Embla tried to ignore her, to focus, her nerves still prickling from Mirosha’s intensity. She had another plan entirely for Cole, and it required greater dishonesty. So she waited for him to settle, and made herself smaller, more reticent. Her shoulders down-tilted, her chin pointed away so that her lashes flickered under the veil. “Lord of Thunder.” She said, shy, and inclined her head.
A slow smile widened Cole’s crooked jaw as he looked down at her. Close together, with the firelight sweeping up under his heavy head of blonde hair, she had a better look at him. He was handsome, boldly so, with black eyes crinkled from laughter, a noble nose evidenced of repeated breaking, and lips swollen from revelry.
“How pretty it sounds on your lips, Queen.” He sang in a deep, felted voice, his gaze bouncing around the clearing – not as Titulus’s had, observing and retaining, but like a child with far too much to enjoy.
Tambre lifted her head at his undirected energy, and Embla felt, rather than heard, a warning rumble in the dog’s chest. Cole seemed to catch it; he lifted his lip in a sneer, showing his teeth at the dogs so that Knives’s hackles prickled as well.
Embla redirected immediately. “I have heard of your exploits.”
Cole’s gaze flicked back to her veiled face. “All my exploits, Queen?” Feral, animal wildness crackled around him, his big hands lain over his knees, stubbed and bruised from bloodletting.

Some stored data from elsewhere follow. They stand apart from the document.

//! Relationship-set reconciliation for entity updates.
//!
//! # Responsibility
//! - Find stored relationships that a new child declaration no longer lists.
//! - Build the forward active list for a declaration.
//!
//! # Invariants
//! - An empty or absent declaration produces no changes and no store read.
//! - Emitted deactivations cover exactly `existing \ requested` child ids,
//!   in store order, one per stored row.
//! - Requested ids are never deduplicated.
//! - A declaration that matches the stored active children alters nothing.

use crate::model::entity::EntityId;
use crate::model::relationship::RelationshipChange;
use crate::repo::entity_repo::{HierarchyLookup, RepoResult};
use log::debug;
use std::collections::HashSet;

/// Computes relationship deltas through an explicit lookup capability.
pub struct RelationshipReconciler<'a, L: HierarchyLookup + ?Sized> {
    lookup: &'a L,
}

impl<'a, L: HierarchyLookup + ?Sized> RelationshipReconciler<'a, L> {
    pub fn new(lookup: &'a L) -> Self {
        Self { lookup }
    }

    /// Returns deactivations for stored children missing from `requested`.
    ///
    /// Store errors are returned unchanged.
    pub fn compute_deactivations(
        &self,
        parent_id: EntityId,
        requested: Option<&[EntityId]>,
    ) -> RepoResult<Vec<RelationshipChange>> {
        Ok(self.plan_changes(parent_id, requested)?.deactivations)
    }

    /// Active list followed by deactivations, the full change set for one
    /// update. Empty when nothing is declared.
    pub fn resolve_changes(
        &self,
        parent_id: EntityId,
        requested: Option<&[EntityId]>,
    ) -> RepoResult<Vec<RelationshipChange>> {
        Ok(self.plan_changes(parent_id, requested)?.into_changes())
    }

    /// Reads the stored children once and splits a declaration into its
    /// active list, its deactivations and the requested ids not yet linked.
    pub fn plan_changes(
        &self,
        parent_id: EntityId,
        requested: Option<&[EntityId]>,
    ) -> RepoResult<RelationshipPlan> {
        let requested_ids = requested.unwrap_or_default();
        if requested_ids.is_empty() {
            // Zero declared children means "leave relationships alone", not
            // "deactivate everything".
            debug!(
                "event=reconcile module=hierarchy status=skipped parent_id={parent_id} reason=empty_request"
            );
            return Ok(RelationshipPlan::default());
        }

        let declared: HashSet<EntityId> = requested_ids.iter().copied().collect();
        let existing = self.lookup.find_relationships_by_parent(parent_id)?;
        let linked: HashSet<EntityId> = existing
            .iter()
            .filter(|relationship| relationship.active)
            .map(|relationship| relationship.child_id)
            .collect();
        let existing_count = existing.len();

        let deactivations: Vec<RelationshipChange> = existing
            .into_iter()
            .filter(|relationship| !declared.contains(&relationship.child_id))
            .map(|relationship| RelationshipChange::deactivate(parent_id, relationship.child_id))
            .collect();
        let new_links = declared.difference(&linked).count();

        debug!(
            "event=reconcile module=hierarchy status=ok parent_id={parent_id} requested={} existing={existing_count} deactivated={} new_links={new_links}",
            requested_ids.len(),
            deactivations.len()
        );
        Ok(RelationshipPlan {
            active: build_active_changes(parent_id, requested),
            deactivations,
            new_links,
        })
    }
}

/// Relationship changes derived from one child declaration.
#[derive(Debug, Clone, Default, PartialEq, Eq)]
pub struct RelationshipPlan {
    /// One activation per requested id, in request order.
    pub active: Vec<RelationshipChange>,
    pub deactivations: Vec<RelationshipChange>,
    /// Distinct requested ids with no active stored row.
    pub new_links: usize,
}

impl RelationshipPlan {
    /// True when applying the plan would change stored relationships.
    pub fn alters_store(&self) -> bool {
        self.new_links > 0 || !self.deactivations.is_empty()
    }

    pub fn into_changes(self) -> Vec<RelationshipChange> {
        let mut changes = self.active;
        changes.extend(self.deactivations);
        changes
    }
}

/// Forward `{parent, child, active: true}` records, one per requested id in
/// request order. Duplicates pass through.
pub fn build_active_changes(
    parent_id: EntityId,
    requested: Option<&[EntityId]>,
) -> Vec<RelationshipChange> {
    requested
        .unwrap_or_default()
        .iter()
        .map(|child_id| RelationshipChange::activate(parent_id, *child_id))
        .collect()
}

#[cfg(test)]
mod tests {
    use super::build_active_changes;
    use uuid::Uuid;

    #[test]
    fn active_list_keeps_order_and_duplicates() {
        let parent = Uuid::new_v4();
        let a = Uuid::new_v4();
        let b = Uuid::new_v4();

        let changes = build_active_changes(parent, Some(&[b, a, b][..]));
        let children: Vec<_> = changes.iter().map(|change| change.child_id).collect();
        assert_eq!(children, vec![b, a, b]);
        assert!(changes.iter().all(|change| change.active && change.parent_id == parent));
    }

    #[test]
    fn active_list_is_empty_without_declaration() {
        assert!(build_active_changes(Uuid::new_v4(), None).is_empty());
    }
}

She made a show of shifting uncomfortably in her seat – not much of a show given the pulse of fear running beneath her skin. With a note of carefully curated embarrassment, she said, “It is improper, Lord, to speak on all I have heard of you.”

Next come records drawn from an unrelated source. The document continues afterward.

//! Department entity use-case service.
//!
//! # Responsibility
//! - Orchestrate validation, merge, ancestry and reconciliation for callers.
//! - Hand computed changes to the outbound queue instead of writing directly.
//!
//! # Invariants
//! - Reads go through the repository; writes only happen downstream of
//!   `ChangeQueue::enqueue`.
//! - An update that changes no field and declares no children publishes
//!   nothing.
//! - Ancestry failures are fatal for the request; no partial results.

use crate::hierarchy::ancestry::{AncestryBuilder, AncestryError};
use crate::hierarchy::reconcile::{build_active_changes, RelationshipReconciler};
use crate::model::ancestry::AncestryNode;
use crate::model::entity::{
    merge_entity, DepartmentEntity, EntityId, EntityPatch, EntityValidationError,
};
use crate::publish::queue::{BatchKind, ChangeQueue, PersistBatch};
use crate::repo::entity_repo::{EntityRepository, EntitySearchCriteria, RepoError};
use log::{info, warn};
use serde::Serialize;
use std::error::Error;
use std::fmt::{Display, Formatter};
use std::time::{SystemTime, UNIX_EPOCH};

/// Errors from entity service operations.
#[derive(Debug)]
pub enum EntityServiceError {
    /// Entity fields violate record invariants.
    Validation(EntityValidationError),
    /// Request shape is unusable (blank tenant, bad child list).
    InvalidRequest(String),
    /// No entity exists for the given id.
    EntityNotFound(EntityId),
    /// Ancestry construction failed.
    Ancestry(AncestryError),
    /// Repository-level failure.
    Repo(RepoError),
}

impl EntityServiceError {
    /// Stable machine-readable code for API and CLI output.
    pub fn code(&self) -> &'static str {
        match self {
            Self::Validation(_) => "INVALID_DEPARTMENT_ENTITY",
            Self::InvalidRequest(_) => "INVALID_REQUEST",
            Self::EntityNotFound(_) => "INVALID_DEPARTMENT_ENTITY_ID",
            Self::Ancestry(err) => err.code(),
            Self::Repo(_) => "ENTITY_STORE_ERROR",
        }
    }
}

impl Display for EntityServiceError {
    fn fmt(&self, f: &mut Formatter<'_>) -> std::fmt::Result {
        match self {
            Self::Validation(err) => write!(f, "{err}"),
            Self::InvalidRequest(message) => write!(f, "invalid request: {message}"),
            Self::EntityNotFound(id) => {
                write!(f, "unable to find department entity by given id: {id}")
            }
            Self::Ancestry(err) => write!(f, "{err}"),
            Self::Repo(err) => write!(f, "{err}"),
        }
    }
}

impl Error for EntityServiceError {
    fn source(&self) -> Option<&(dyn Error + 'static)> {
        match self {
            Self::Validation(err) => Some(err),
            Self::Ancestry(err) => Some(err),
            Self::Repo(err) => Some(err),
            Self::InvalidRequest(_) | Self::EntityNotFound(_) => None,
        }
    }
}

impl From<RepoError> for EntityServiceError {
    fn from(value: RepoError) -> Self {
        match value {
            RepoError::NotFound(id) => Self::EntityNotFound(id),
            RepoError::Validation(err) => Self::Validation(err),
            other => Self::Repo(other),
        }
    }
}

impl From<EntityValidationError> for EntityServiceError {
    fn from(value: EntityValidationError) -> Self {
        Self::Validation(value)
    }
}

impl From<AncestryError> for EntityServiceError {
    fn from(value: AncestryError) -> Self {
        Self::Ancestry(value)
    }
}

/// Input for creating an entity.
#[derive(Debug, Clone, Default, PartialEq, Eq)]
pub struct CreateEntityRequest {
    pub tenant_id: String,
    pub department_id: String,
    pub code: String,
    pub name: String,
    pub hierarchy_level: i32,
    /// Children declared at creation; published as active relationships.
    pub children: Vec<EntityId>,
    /// User uuid of the caller, if known.
    pub requested_by: Option<String>,
}

/// Input for a partial update.
#[derive(Debug, Clone, PartialEq, Eq)]
pub struct UpdateEntityRequest {
    pub id: EntityId,
    pub patch: EntityPatch,
    /// Full declared child list. `None` or empty leaves relationships as-is.
    pub children: Option<Vec<EntityId>>,
    pub requested_by: Option<String>,
}

/// Search result shape, depending on `EntitySearchCriteria::get_ancestry`.
#[derive(Debug, Clone, PartialEq, Eq, Serialize)]
#[serde(untagged)]
pub enum SearchOutcome {
    Entities(Vec<DepartmentEntity>),
    Ancestries(Vec<AncestryNode>),
}

/// Department entity service facade.
pub struct EntityService<R: EntityRepository, Q: ChangeQueue> {
    repo: R,
    queue: Q,
    max_hierarchy_depth: u32,
}

impl<R: EntityRepository, Q: ChangeQueue> EntityService<R, Q> {
    /// Creates service from repository, outbound queue and ancestry bound.
    pub fn new(repo: R, queue: Q, max_hierarchy_depth: u32) -> Self {
        Self {
            repo,
            queue,
            max_hierarchy_depth,
        }
    }

    /// Repository used for reads.
    pub fn repository(&self) -> &R {
        &self.repo
    }

    /// Validates and publishes a new entity with its declared children.
    pub fn create_entity(
        &self,
        request: CreateEntityRequest,
    ) -> Result<DepartmentEntity, EntityServiceError> {
        ensure_children_usable(None, &request.children)?;

        let mut entity = DepartmentEntity::new(
            request.tenant_id,
            request.department_id,
            request.code,
            request.name,
        );
        entity.hierarchy_level = request.hierarchy_level;
        entity.validate()?;

        let now = now_epoch_ms();
        entity.created_by = request.requested_by.clone();
        entity.created_time = now;
        entity.last_modified_by = request.requested_by.clone();
        entity.last_modified_time = now;

        let relationships = build_active_changes(entity.id, Some(request.children.as_slice()));
        info!(
            "event=entity_create module=service status=ok entity_id={} children={}",
            entity.id,
            relationships.len()
        );
        self.queue.enqueue(PersistBatch {
            kind: BatchKind::Create,
            requested_by: request.requested_by,
            entities: vec![entity.clone()],
            relationships,
        });
        Ok(entity)
    }

    /// Merges supplied fields, reconciles declared children and publishes
    /// the result. Returns the merged entity.
    pub fn update_entity(
        &self,
        request: UpdateEntityRequest,
    ) -> Result<DepartmentEntity, EntityServiceError> {
        if request.id.is_nil() {
            return Err(EntityValidationError::NilId.into());
        }
        let children = request.children.as_deref();
        ensure_children_usable(Some(request.id), children.unwrap_or_default())?;

        let existing = self
            .repo
            .get_entity(request.id)?
            .ok_or(EntityServiceError::EntityNotFound(request.id))?;

        let merge = merge_entity(&existing, &request.patch);
        merge.entity.validate()?;

        let plan = RelationshipReconciler::new(&self.repo).plan_changes(request.id, children)?;

        if !merge.modified && !plan.alters_store() {
            info!(
                "event=entity_update module=service status=unchanged entity_id={}",
                request.id
            );
            return Ok(existing);
        }

        let mut entity = merge.entity;
        entity.last_modified_by = request.requested_by.clone();
        entity.last_modified_time = now_epoch_ms();

        let relationships = plan.into_changes();
        info!(
            "event=entity_update module=service status=ok entity_id={} fields_modified={} relationship_changes={}",
            entity.id,
            merge.modified,
            relationships.len()
        );
        self.queue.enqueue(PersistBatch {
            kind: BatchKind::Update,
            requested_by: request.requested_by,
            entities: vec![entity.clone()],
            relationships,
        });
        Ok(entity)
    }

    /// Loads one entity and rebuilds its ancestor chain.
    pub fn ancestry_for(&self, id: EntityId) -> Result<AncestryNode, EntityServiceError> {
        let entity = self
            .repo
            .get_entity(id)?
            .ok_or(EntityServiceError::EntityNotFound(id))?;
        self.build_ancestry(entity)
    }

    /// Runs a tenant-scoped search, expanding hits into ancestries on request.
    pub fn search(
        &self,
        criteria: &EntitySearchCriteria,
    ) -> Result<SearchOutcome, EntityServiceError> {
        if criteria.tenant_id.trim().is_empty() {
            return Err(EntityServiceError::InvalidRequest(
                "tenant_id is required for search".to_string(),
            ));
        }

        let entities = self.repo.search_entities(criteria)?;
        if !criteria.get_ancestry {
            return Ok(SearchOutcome::Entities(entities));
        }

        let ancestries = entities
            .into_iter()
            .map(|entity| self.build_ancestry(entity))
            .collect::<Result<Vec<_>, _>>()?;
        Ok(SearchOutcome::Ancestries(ancestries))
    }

    fn build_ancestry(&self, entity: DepartmentEntity) -> Result<AncestryNode, EntityServiceError> {
        let entity_id = entity.id;
        AncestryBuilder::new(&self.repo, self.max_hierarchy_depth)
            .build_ancestry(entity)
            .map_err(|err| {
                warn!(
                    "event=entity_ancestry module=service status=error entity_id={entity_id} error_code={}",
                    err.code()
                );
                err.into()
            })
    }
}

fn ensure_children_usable(
    parent_id: Option<EntityId>,
    children: &[EntityId],
) -> Result<(), EntityServiceError> {
    if children.iter().any(|child| child.is_nil()) {
        return Err(EntityServiceError::InvalidRequest(
            "child ids must not be nil".to_string(),
        ));
    }
    if let Some(parent_id) = parent_id {
        if children.contains(&parent_id) {
            return Err(EntityServiceError::InvalidRequest(format!(
                "entity {parent_id} cannot be declared as its own child"
            )));
        }
    }
    Ok(())
}

fn now_epoch_ms() -> i64 {
    SystemTime::now()
        .duration_since(UNIX_EPOCH)
        .map(|elapsed| i64::try_from(elapsed.as_millis()).unwrap_or(i64::MAX))
        .unwrap_or_default()
}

This earned her a gratified leer, and Embla was forced to consider what it might be like to have those heavy hands on her body. A chill ran through her, like cold water from a brass ewer, the first of the morning. Unpleasant but bearable. He had the look of a man who would grow easily bored and set her aside, if she could survive his initial interest.
“Suffice it to say, I know that you are a terrifying adversary.”
Cole grinned, eating up the compliments, the delicate movement of her hands, the softness of her voice. His gaze roved over her, trying to see through the veil, through the furs, thinking of all the ways he could pin her beneath him. “Is that why you wish to speak of peace, Queen? Because you fear me?”
“My people fear for their lives, and their fear is my fear.”
He wasn’t interested in that though, and when he answered, he tilted his head playfully, a rumble creeping up his throat. “Is that all you fear of me, Queen?”
Embla resisted the urge to roll her eyes. He was drunk, decidedly, and couldn’t bring his attention off the animal ramblings of his cock. Very well then. She fidgeted, made a show of pulling at the collar of her robes like she’d grown hot. “Please, Lord.” She cooed. “Let us speak instead of peace.”
His desultory grin was a brief reprieve. He was playing along, pretending, but it was clear that politics, truces, compromise – these were beyond his purview or his interest. “What do you say of it? We will not starve, if that’s what you think. Or we will, and die. That is the way of things. Life, death, fighting, fucking.”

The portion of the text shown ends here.